Question: I was in the hospital recently and got my bill. It was unbelievable. Then I got something from the insurance company saying I didn’t have to pay that much. But I still have a very high deductible and a big co-pay. I don’t understand how the hospital says I owe one thing and the insurance company another. Who is right?

Byron Moore

Answer: There is very little right about the process you’ve just experienced.

Imagine a world in which all the grocery stores were full of the best that money could buy (kind of like we have here in real life). The only thing these stores don’t have is a price tag. There are no price tags indicating how much any of the items in the store will cost you.

Also, you don’t really do any of the shopping yourself. In this imaginary world, you have a staff of professional shoppers who push your cart, determine your needs and select your groceries.

You might think these shoppers would just fill up your buggy with all sorts of things you don’t need, especially since neither you nor they can see any price tags.

Well, not to worry, because you won’t be paying the bill. Not directly anyway. You see, in this world, you pay a monthly “grocery insurance” premium, which covers all the groceries you buy per month over a certain “deductible” amount.

So you do pay directly for some of your groceries. But remember, you don’t get to see any of the price tags before you select those items. You are pretty dependent on the professional shoppers to help you know your shopping needs and select these items for you.

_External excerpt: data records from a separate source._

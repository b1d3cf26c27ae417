//! Client-side upload orchestration.
//!
//! An [`Uploader`] sends each selected file to a configured endpoint,
//! either in a single multipart request or as a strict sequence of byte
//! range chunks. Every in-flight request is registered so it can be
//! aborted per file, and lifecycle changes are reported as
//! [`UploadEvent`]s.

pub mod config;
pub mod error;
pub mod registry;
pub mod response;
pub mod types;
pub mod uploader;

pub use config::{UploaderConfig, UploaderConfigBuilder};
pub use error::{ConfigError, UploadError};
pub use registry::{CancelRegistry, RegistryGuard};
pub use response::{ResponseError, ResponseFuture, ResponseHandler, StatusCodeCheck};
pub use types::{Selection, UploadEvent};
pub use uploader::Uploader;

pub use chunkup_http::{HeaderSource, HttpTransport};
pub use chunkup_transfer::{
    ChunkSize, DefaultTransform, FormPayload, FormValue, SourceFile, StaticData, TransformData,
    TransformError, Transport, TransportError, UploadId, UploadItem, UploadSelector, UploadStatus,
};
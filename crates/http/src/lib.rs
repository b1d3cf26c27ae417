//! Multipart HTTP transport for chunked uploads.
//!
//! Implements [`chunkup_transfer::Transport`] on top of `reqwest`.

pub mod client;
pub mod headers;

pub use client::HttpTransport;
pub use headers::{HeaderFn, HeaderSource};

Then, about a month or two after you leave the grocery store, you get a bill in the mail from the store. $5000!?!  What???  That can’t be right…

Thankfully, the following day you get a notice in the mail from Grocery Mutual, your grocery insurance company, that they have marked down the grocery store’s $5000 bill to $2200. Your grocery deductible is $500 and you are responsible to pay 20% of the remaining bill, or another $340. So you’ll be out $840 for your groceries and Grocery Mutual will pick up the remaining $1360.

So… is that a good deal?

The obvious answer is – you have no idea. And you cannot have any idea, because you do not know what anything costs.

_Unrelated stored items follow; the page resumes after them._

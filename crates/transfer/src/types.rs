use std::fmt;
use std::path::Path;
use std::sync::Arc;

use bytes::Bytes;
use serde::{Deserialize, Serialize};

use crate::TransferError;

/// Media type used when the extension is not recognised.
pub const OCTET_STREAM: &str = "application/octet-stream";

/// Stable identifier assigned to a file when it is selected.
///
/// Two selections of byte-identical files get distinct ids, so the
/// cancellation registry and the file list never conflate them.
#[derive(Debug, Clone, Copy, PartialEq, Eq, Hash, PartialOrd, Ord, Serialize, Deserialize)]
pub struct UploadId(uuid::Uuid);

impl UploadId {
    /// Generates a fresh random id.
    pub fn new() -> Self {
        Self(uuid::Uuid::new_v4())
    }
}

impl Default for UploadId {
    fn default() -> Self {
        Self::new()
    }
}

impl fmt::Display for UploadId {
    fn fmt(&self, f: &mut fmt::Formatter<'_>) -> fmt::Result {
        self.0.fmt(f)
    }
}

/// An immutable binary blob selected for upload.
#[derive(Debug, Clone, PartialEq, Eq)]
pub struct SourceFile {
    name: String,
    mime_type: String,
    data: Bytes,
}

impl SourceFile {
    /// Wraps in-memory data.
    pub fn new(name: impl Into<String>, mime_type: impl Into<String>, data: impl Into<Bytes>) -> Self {
        Self {
            name: name.into(),
            mime_type: mime_type.into(),
            data: data.into(),
        }
    }

    /// Reads a file from disk, guessing its media type from the extension.
    pub async fn open(path: &Path) -> Result<Self, TransferError> {
        let data = tokio::fs::read(path).await?;
        let name = path
            .file_name()
            .map(|n| n.to_string_lossy().into_owned())
            .ok_or_else(|| TransferError::InvalidPath(path.display().to_string()))?;
        let mime_type = detect_mime_type(&name).unwrap_or(OCTET_STREAM);
        Ok(Self::new(name, mime_type, data))
    }

    pub fn name(&self) -> &str {
        &self.name
    }

    /// Declared media type, e.g. `image/png`.
    pub fn mime_type(&self) -> &str {
        &self.mime_type
    }

    /// Size in bytes.
    pub fn size(&self) -> u64 {
        self.data.len() as u64
    }

    /// The whole file contents.
    pub fn data(&self) -> Bytes {
        self.data.clone()
    }

    /// Zero-copy slice of `[start, end)`, clamped to the file bounds.
    pub fn slice(&self, start: u64, end: u64) -> Bytes {
        let len = self.data.len();
        let end = (end as usize).min(len);
        let start = (start as usize).min(end);
        self.data.slice(start..end)
    }
}

/// Guesses a media type from a file name's extension.
pub fn detect_mime_type(name: &str) -> Option<&'static str> {
    let ext = Path::new(name)
        .extension()
        .and_then(|e| e.to_str())
        .map(|e| e.to_lowercase());

    match ext.as_deref() {
        Some("png") => Some("image/png"),
        Some("jpg" | "jpeg") => Some("image/jpeg"),
        Some("webp") => Some("image/webp"),
        Some("gif") => Some("image/gif"),
        Some("mp4") => Some("video/mp4"),
        Some("webm") => Some("video/webm"),
        Some("mov") => Some("video/quicktime"),
        Some("txt") => Some("text/plain"),
        Some("json") => Some("application/json"),
        Some("pdf") => Some("application/pdf"),
        _ => None,
    }
}

/// Lifecycle state of an upload item.
#[derive(Debug, Clone, Copy, Default, PartialEq, Eq, Serialize, Deserialize)]
#[serde(rename_all = "lowercase")]
pub enum UploadStatus {
    /// Selected but not started yet.
    #[default]
    Pending,
    Uploading,
    Done,
    Failed,
}

impl UploadStatus {
    /// `Done` and `Failed` are terminal.
    pub fn is_terminal(self) -> bool {
        matches!(self, UploadStatus::Done | UploadStatus::Failed)
    }

    /// Human-readable status text shown next to the item.
    pub fn message(self) -> &'static str {
        match self {
            UploadStatus::Pending => "",
            UploadStatus::Uploading => "Uploading...",
            UploadStatus::Done => "Upload succeeded",
            UploadStatus::Failed => "Upload failed",
        }
    }
}

impl fmt::Display for UploadStatus {
    fn fmt(&self, f: &mut fmt::Formatter<'_>) -> fmt::Result {
        let s = match self {
            UploadStatus::Pending => "pending",
            UploadStatus::Uploading => "uploading",
            UploadStatus::Done => "done",
            UploadStatus::Failed => "failed",
        };
        f.write_str(s)
    }
}

/// One file being processed, as seen by observers.
///
/// Records are immutable: every transition returns a new item.
#[derive(Debug, Clone, PartialEq)]
pub struct UploadItem {
    pub id: UploadId,
    pub file: Arc<SourceFile>,
    pub status: UploadStatus,
    pub message: String,
    /// Server payload, present only after success.
    pub response: Option<serde_json::Value>,
}

impl UploadItem {
    /// Creates a pending item with a fresh id.
    pub fn new(file: SourceFile) -> Self {
        Self::from_shared(Arc::new(file))
    }

    /// Creates a pending item that shares an already wrapped file.
    pub fn from_shared(file: Arc<SourceFile>) -> Self {
        Self {
            id: UploadId::new(),
            file,
            status: UploadStatus::Pending,
            message: String::new(),
            response: None,
        }
    }

    /// Transition to `uploading`. Clears any earlier response.
    pub fn uploading(&self) -> Self {
        Self {
            status: UploadStatus::Uploading,
            message: UploadStatus::Uploading.message().to_string(),
            response: None,
            ..self.clone()
        }
    }

    /// Transition to `done`, keeping the final server response.
    pub fn done(&self, response: serde_json::Value) -> Self {
        Self {
            status: UploadStatus::Done,
            message: UploadStatus::Done.message().to_string(),
            response: Some(response),
            ..self.clone()
        }
    }

    /// Transition to `failed`.
    pub fn failed(&self) -> Self {
        Self {
            status: UploadStatus::Failed,
            message: UploadStatus::Failed.message().to_string(),
            ..self.clone()
        }
    }
}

Economists call this “price transparency,” or in the case of your hospital stay, a LACK of price transparency.

I think it is a fair statement that the United States has some of the best medical care in the world… and one of the worst ways to pay for it.

Economist Milton Friedman is famous for his observation that as the buyer, the consumer and the payer become more and more disconnected, things get more expensive and less efficient. He put it like this…

You can spend your own money on yourself. When you do that, you are more careful and try to get the most for your money.

You can spend your own money on someone else. You are still careful, though you may care less about the item purchased than what is cost you.

You can spend someone else’s money on yourself. In this situation, you don’t care about the cost and just try to get the most for yourself.

You can spend someone else’s money on someone else. In this situation, you have no incentive to be concerned about the cost or the product.

All of the above examples offered by Friedman assumed that the consumer had some level of price transparency. Imagine the confusion brought about if none of the above four could see what something cost before they bought it.

The way medical costs are paid for today removes the price tags when the product is being selected and encourages us to spend someone else’s money on ourselves. It discourages thrift, comparison shopping or any other normal, consumer behaviors operative in every other area of our economy.

We should all be rightly grateful for the medical advances that keep coming at such a wonderfully dizzying pace.

But I could wish for just one small thing to be added to all the advances…a price tag we could all read and use to comparison shop…before we make the purchase.